--- Records for this task ---

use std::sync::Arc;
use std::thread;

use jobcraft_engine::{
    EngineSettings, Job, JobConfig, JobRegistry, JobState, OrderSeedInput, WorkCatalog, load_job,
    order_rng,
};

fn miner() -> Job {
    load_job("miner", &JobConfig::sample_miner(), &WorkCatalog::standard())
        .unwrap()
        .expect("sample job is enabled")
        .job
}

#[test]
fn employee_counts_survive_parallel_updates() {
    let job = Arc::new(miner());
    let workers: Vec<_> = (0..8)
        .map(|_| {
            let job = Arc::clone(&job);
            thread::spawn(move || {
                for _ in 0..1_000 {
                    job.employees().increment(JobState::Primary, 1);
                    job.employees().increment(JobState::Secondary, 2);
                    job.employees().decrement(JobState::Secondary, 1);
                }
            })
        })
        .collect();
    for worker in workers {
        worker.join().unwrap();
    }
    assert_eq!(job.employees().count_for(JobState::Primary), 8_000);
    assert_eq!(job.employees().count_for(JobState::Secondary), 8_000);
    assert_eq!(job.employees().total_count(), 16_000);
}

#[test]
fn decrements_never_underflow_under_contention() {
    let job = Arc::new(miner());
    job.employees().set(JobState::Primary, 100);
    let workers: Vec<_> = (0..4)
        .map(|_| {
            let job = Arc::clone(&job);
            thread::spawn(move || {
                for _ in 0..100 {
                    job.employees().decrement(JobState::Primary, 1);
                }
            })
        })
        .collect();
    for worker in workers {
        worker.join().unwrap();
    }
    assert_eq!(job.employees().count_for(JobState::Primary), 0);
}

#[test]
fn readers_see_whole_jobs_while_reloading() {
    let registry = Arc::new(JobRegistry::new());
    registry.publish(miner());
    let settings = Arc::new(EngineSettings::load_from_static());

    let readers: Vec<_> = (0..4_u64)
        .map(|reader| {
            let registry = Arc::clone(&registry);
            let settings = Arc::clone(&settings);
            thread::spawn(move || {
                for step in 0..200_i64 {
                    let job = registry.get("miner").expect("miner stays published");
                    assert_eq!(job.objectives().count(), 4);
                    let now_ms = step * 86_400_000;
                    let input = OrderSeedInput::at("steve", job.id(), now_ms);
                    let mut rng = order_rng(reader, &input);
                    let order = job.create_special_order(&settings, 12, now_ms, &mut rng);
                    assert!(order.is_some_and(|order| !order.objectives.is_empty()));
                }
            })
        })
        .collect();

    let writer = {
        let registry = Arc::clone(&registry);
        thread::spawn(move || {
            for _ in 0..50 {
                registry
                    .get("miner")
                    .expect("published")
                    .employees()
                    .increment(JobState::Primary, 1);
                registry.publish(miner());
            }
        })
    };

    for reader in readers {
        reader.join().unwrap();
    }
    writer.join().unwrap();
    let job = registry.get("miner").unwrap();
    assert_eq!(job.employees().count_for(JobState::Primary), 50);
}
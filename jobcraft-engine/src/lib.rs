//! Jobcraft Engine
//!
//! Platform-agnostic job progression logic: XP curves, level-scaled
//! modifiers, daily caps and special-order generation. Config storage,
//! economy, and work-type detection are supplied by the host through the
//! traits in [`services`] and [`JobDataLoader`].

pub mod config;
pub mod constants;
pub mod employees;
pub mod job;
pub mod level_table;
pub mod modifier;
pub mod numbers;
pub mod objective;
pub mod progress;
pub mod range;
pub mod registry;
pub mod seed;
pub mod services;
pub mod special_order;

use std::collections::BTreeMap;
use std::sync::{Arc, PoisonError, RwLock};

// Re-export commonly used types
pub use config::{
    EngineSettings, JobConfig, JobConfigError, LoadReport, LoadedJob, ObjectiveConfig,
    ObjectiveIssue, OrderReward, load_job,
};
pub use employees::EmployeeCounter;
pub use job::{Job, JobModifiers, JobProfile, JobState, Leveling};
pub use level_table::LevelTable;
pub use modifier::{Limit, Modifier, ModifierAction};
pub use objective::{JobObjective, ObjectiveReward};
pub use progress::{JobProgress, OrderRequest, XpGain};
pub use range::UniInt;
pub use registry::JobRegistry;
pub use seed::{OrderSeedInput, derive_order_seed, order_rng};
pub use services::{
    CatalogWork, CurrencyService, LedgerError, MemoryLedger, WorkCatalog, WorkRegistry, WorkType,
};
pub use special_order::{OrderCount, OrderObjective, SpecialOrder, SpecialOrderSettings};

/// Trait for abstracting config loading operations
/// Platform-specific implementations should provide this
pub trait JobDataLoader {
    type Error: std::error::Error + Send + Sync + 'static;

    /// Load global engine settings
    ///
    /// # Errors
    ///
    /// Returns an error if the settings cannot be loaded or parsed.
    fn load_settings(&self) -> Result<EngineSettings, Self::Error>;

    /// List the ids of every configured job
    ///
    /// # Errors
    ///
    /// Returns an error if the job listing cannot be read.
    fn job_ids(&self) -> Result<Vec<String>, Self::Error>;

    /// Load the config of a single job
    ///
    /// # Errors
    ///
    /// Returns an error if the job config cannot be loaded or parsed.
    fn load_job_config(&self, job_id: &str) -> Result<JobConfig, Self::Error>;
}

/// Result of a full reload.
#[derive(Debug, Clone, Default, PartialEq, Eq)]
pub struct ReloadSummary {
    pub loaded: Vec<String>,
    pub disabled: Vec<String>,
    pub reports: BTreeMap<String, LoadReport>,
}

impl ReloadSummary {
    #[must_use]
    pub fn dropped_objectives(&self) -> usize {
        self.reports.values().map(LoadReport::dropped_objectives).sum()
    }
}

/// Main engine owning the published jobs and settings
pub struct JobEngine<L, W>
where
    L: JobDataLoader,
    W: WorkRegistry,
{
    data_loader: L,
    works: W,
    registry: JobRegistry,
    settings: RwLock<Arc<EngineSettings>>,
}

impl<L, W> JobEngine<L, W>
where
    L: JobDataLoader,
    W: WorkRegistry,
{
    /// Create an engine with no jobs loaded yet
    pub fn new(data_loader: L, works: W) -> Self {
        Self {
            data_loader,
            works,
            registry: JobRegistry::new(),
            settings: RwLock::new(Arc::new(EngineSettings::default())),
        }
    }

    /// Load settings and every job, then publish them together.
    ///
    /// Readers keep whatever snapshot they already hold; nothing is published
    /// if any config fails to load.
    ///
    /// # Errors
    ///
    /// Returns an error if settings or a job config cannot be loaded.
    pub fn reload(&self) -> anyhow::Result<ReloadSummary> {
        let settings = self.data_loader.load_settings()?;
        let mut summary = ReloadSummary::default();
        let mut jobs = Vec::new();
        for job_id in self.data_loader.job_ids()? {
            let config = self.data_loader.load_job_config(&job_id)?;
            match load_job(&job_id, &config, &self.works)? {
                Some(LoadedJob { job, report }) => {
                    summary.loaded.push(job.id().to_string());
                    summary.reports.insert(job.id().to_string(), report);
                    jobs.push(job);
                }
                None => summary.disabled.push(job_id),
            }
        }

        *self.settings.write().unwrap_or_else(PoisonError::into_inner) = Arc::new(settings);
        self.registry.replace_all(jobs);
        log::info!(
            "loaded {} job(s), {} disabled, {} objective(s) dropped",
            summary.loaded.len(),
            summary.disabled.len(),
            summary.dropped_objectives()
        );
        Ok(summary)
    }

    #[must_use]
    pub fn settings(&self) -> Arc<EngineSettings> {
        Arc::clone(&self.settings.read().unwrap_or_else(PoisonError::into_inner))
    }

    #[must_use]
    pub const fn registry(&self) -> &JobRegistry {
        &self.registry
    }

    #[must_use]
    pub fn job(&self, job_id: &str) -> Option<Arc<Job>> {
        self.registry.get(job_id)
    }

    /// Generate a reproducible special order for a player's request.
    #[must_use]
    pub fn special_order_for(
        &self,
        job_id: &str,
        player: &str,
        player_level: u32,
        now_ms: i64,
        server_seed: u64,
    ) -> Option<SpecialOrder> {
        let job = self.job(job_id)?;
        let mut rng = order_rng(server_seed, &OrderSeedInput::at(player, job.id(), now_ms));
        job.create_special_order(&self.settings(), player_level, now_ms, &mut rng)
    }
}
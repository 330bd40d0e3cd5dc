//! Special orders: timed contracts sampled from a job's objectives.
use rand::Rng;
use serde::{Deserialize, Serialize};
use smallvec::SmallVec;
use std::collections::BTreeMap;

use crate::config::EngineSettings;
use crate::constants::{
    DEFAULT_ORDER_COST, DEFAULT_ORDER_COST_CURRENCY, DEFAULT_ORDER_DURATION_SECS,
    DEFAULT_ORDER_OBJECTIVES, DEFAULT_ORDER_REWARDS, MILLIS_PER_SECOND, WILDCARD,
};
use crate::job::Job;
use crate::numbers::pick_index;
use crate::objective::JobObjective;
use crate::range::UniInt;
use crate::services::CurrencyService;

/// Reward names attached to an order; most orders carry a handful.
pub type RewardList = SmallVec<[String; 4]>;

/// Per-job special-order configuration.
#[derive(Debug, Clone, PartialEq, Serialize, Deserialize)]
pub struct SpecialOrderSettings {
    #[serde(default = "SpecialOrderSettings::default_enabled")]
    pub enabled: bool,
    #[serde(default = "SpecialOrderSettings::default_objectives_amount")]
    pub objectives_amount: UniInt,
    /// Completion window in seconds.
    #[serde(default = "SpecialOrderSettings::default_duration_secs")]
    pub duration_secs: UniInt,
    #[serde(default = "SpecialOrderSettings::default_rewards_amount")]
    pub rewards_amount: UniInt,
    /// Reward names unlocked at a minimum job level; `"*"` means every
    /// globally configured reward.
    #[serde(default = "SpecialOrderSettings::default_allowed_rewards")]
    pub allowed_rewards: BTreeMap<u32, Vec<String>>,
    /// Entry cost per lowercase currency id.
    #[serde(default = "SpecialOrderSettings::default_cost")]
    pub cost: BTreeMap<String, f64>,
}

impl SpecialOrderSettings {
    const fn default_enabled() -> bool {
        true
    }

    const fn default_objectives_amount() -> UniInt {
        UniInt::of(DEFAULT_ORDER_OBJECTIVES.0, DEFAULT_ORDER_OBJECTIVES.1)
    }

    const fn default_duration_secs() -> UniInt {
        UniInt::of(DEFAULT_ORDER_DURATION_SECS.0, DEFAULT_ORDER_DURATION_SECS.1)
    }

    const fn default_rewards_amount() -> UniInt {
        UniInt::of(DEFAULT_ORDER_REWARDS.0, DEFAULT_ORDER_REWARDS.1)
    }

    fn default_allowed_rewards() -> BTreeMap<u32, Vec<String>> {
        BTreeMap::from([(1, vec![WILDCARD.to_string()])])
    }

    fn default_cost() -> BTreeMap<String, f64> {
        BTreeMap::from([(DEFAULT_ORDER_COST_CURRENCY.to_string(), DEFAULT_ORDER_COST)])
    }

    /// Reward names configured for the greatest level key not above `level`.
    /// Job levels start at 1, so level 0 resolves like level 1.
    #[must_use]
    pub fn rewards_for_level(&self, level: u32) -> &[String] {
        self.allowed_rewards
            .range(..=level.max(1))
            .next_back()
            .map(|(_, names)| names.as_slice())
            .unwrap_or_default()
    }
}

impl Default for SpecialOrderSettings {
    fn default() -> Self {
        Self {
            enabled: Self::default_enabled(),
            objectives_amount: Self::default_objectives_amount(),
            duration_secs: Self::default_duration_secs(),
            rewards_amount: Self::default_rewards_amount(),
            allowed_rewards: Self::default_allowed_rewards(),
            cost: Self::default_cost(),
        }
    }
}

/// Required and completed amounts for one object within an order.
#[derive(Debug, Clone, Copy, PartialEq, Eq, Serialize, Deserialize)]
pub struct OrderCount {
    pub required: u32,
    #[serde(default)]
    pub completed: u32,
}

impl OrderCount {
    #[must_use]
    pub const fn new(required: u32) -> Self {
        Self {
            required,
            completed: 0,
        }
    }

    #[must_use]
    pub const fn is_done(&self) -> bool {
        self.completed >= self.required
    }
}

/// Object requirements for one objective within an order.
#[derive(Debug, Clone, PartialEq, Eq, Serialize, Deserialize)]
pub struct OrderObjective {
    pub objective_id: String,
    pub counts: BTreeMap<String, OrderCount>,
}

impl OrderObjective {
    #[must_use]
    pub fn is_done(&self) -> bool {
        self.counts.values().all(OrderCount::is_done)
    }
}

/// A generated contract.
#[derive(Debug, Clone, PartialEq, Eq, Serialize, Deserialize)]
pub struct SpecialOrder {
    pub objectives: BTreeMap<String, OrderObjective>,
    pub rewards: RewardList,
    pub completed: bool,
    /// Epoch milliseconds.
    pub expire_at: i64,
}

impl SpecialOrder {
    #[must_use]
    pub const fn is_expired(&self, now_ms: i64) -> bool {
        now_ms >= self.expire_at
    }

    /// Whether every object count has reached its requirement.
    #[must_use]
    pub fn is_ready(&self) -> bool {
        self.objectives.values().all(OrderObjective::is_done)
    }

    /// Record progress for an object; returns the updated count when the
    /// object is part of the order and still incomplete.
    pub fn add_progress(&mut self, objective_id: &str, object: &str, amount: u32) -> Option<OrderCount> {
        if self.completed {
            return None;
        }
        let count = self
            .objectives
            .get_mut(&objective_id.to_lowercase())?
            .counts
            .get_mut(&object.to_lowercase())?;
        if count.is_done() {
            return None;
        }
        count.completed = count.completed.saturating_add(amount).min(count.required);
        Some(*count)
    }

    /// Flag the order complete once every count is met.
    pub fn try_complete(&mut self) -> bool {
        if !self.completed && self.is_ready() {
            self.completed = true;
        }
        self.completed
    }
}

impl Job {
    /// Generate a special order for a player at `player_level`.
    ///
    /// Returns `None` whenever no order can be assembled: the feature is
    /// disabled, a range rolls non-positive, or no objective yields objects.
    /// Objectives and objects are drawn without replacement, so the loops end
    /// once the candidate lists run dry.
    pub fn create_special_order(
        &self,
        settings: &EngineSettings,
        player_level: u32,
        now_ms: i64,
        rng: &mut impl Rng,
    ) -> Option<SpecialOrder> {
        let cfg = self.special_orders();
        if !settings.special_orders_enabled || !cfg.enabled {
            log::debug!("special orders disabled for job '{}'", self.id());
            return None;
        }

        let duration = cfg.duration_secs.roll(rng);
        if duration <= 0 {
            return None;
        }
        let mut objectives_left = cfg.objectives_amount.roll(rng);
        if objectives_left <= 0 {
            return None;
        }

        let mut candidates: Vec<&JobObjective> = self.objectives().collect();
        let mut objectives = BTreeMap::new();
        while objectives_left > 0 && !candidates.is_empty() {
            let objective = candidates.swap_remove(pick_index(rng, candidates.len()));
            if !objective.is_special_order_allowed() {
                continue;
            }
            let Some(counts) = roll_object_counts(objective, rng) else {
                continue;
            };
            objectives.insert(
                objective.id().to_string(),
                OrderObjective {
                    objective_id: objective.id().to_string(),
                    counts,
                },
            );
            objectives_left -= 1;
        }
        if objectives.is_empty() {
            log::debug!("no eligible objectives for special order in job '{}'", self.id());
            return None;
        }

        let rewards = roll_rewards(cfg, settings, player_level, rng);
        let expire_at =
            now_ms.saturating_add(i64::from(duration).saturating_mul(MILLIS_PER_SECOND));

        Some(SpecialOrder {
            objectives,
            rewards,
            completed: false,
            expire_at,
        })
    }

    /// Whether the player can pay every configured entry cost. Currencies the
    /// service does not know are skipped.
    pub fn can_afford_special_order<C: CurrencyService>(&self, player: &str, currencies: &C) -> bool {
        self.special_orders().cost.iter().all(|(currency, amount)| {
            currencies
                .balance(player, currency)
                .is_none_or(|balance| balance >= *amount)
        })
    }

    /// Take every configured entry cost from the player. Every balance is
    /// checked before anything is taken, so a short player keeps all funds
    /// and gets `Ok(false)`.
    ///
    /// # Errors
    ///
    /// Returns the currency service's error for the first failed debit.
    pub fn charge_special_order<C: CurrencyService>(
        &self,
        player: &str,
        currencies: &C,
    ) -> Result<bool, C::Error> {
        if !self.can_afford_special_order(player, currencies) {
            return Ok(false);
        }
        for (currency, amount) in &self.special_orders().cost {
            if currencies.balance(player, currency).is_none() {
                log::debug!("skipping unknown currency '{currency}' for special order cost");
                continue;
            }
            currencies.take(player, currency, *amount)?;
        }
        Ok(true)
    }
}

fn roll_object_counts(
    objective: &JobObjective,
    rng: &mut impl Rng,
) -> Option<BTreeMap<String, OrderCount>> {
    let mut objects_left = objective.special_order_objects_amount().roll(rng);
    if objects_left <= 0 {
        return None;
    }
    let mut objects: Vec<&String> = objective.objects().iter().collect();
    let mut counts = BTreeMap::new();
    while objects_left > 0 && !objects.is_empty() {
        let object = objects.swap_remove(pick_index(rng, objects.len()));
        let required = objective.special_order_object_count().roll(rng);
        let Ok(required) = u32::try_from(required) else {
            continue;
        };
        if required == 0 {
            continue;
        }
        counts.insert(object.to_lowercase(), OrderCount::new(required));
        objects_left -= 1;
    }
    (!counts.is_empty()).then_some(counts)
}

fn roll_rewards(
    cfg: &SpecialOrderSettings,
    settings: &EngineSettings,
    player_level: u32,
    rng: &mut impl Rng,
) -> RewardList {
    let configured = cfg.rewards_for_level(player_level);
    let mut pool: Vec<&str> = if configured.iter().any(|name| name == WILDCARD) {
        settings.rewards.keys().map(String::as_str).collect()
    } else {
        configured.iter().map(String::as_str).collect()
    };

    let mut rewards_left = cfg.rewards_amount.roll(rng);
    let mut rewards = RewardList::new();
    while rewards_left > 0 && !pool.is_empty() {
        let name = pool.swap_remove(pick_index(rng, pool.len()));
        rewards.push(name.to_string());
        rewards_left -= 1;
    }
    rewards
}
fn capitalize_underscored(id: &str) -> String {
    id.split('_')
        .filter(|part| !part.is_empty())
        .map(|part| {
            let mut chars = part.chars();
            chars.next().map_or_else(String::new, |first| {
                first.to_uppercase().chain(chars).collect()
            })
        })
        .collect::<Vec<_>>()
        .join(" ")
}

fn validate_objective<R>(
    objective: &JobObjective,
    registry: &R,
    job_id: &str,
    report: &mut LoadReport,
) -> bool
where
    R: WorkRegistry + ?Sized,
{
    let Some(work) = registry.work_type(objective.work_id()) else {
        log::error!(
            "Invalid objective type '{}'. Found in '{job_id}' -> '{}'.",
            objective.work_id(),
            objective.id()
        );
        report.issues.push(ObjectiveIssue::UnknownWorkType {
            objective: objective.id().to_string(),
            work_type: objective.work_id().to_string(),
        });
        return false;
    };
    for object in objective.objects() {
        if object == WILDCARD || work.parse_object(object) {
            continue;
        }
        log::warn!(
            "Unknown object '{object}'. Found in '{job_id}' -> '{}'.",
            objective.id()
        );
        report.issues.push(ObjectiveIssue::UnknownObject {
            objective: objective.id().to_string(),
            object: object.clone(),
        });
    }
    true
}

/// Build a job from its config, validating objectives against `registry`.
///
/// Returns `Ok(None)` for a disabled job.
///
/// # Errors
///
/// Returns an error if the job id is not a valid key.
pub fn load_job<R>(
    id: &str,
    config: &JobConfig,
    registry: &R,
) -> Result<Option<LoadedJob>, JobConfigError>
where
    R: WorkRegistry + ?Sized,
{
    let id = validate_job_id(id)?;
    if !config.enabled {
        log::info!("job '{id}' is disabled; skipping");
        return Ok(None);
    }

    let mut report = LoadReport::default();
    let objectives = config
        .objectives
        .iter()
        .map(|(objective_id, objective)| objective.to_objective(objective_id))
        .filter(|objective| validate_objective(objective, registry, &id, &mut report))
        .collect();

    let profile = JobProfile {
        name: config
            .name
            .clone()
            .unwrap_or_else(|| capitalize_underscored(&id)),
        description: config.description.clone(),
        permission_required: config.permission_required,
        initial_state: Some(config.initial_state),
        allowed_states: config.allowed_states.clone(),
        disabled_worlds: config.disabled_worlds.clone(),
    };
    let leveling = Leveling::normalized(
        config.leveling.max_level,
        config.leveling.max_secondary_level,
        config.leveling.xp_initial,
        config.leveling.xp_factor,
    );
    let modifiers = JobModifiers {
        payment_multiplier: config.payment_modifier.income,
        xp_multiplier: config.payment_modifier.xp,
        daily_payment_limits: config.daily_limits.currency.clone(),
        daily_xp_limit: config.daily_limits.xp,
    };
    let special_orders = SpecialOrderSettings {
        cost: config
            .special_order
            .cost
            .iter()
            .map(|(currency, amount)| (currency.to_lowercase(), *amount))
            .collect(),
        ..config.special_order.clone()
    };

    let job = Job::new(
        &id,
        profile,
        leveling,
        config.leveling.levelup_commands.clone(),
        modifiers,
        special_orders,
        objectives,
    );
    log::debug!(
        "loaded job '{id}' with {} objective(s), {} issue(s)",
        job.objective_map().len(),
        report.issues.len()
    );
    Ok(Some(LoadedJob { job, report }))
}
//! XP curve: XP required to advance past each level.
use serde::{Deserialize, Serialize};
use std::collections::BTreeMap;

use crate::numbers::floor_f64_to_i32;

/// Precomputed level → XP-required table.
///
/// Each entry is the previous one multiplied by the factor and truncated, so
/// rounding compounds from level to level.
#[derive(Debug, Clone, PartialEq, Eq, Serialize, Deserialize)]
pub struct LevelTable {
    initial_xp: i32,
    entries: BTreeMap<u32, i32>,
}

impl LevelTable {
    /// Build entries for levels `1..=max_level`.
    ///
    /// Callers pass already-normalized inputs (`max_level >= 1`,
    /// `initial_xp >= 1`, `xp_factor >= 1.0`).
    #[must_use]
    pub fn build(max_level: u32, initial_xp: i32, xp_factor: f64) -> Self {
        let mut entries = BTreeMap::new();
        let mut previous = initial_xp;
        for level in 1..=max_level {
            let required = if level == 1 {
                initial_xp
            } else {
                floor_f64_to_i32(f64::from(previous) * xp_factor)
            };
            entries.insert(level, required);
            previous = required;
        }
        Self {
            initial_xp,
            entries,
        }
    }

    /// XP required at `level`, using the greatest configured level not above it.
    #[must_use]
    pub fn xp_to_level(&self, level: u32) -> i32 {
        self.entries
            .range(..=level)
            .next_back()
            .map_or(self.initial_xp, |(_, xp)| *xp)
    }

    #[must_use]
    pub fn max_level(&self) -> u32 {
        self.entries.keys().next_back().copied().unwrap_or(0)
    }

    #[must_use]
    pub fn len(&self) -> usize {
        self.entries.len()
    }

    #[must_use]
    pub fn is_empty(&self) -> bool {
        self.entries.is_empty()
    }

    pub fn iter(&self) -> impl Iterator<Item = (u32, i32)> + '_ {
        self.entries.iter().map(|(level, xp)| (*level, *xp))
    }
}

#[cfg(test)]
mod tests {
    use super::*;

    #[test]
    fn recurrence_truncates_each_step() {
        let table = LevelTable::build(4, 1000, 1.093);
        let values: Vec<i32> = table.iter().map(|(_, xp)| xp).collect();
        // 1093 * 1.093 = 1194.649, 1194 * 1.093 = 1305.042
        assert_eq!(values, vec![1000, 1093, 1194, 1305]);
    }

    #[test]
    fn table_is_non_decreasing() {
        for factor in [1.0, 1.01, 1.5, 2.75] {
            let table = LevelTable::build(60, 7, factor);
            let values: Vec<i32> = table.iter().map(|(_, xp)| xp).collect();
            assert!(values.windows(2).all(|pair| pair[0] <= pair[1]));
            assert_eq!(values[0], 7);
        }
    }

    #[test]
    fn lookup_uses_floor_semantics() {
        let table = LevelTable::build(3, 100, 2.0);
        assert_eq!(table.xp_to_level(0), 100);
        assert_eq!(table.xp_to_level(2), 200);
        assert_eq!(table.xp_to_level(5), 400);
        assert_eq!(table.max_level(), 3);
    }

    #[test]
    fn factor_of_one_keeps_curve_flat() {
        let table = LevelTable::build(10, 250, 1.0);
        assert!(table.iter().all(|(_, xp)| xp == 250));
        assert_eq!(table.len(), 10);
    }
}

---

Assignment =
Search each line of the entries for the string "Found", then say how many lines have it. Reply with the number only.

Expected output =
2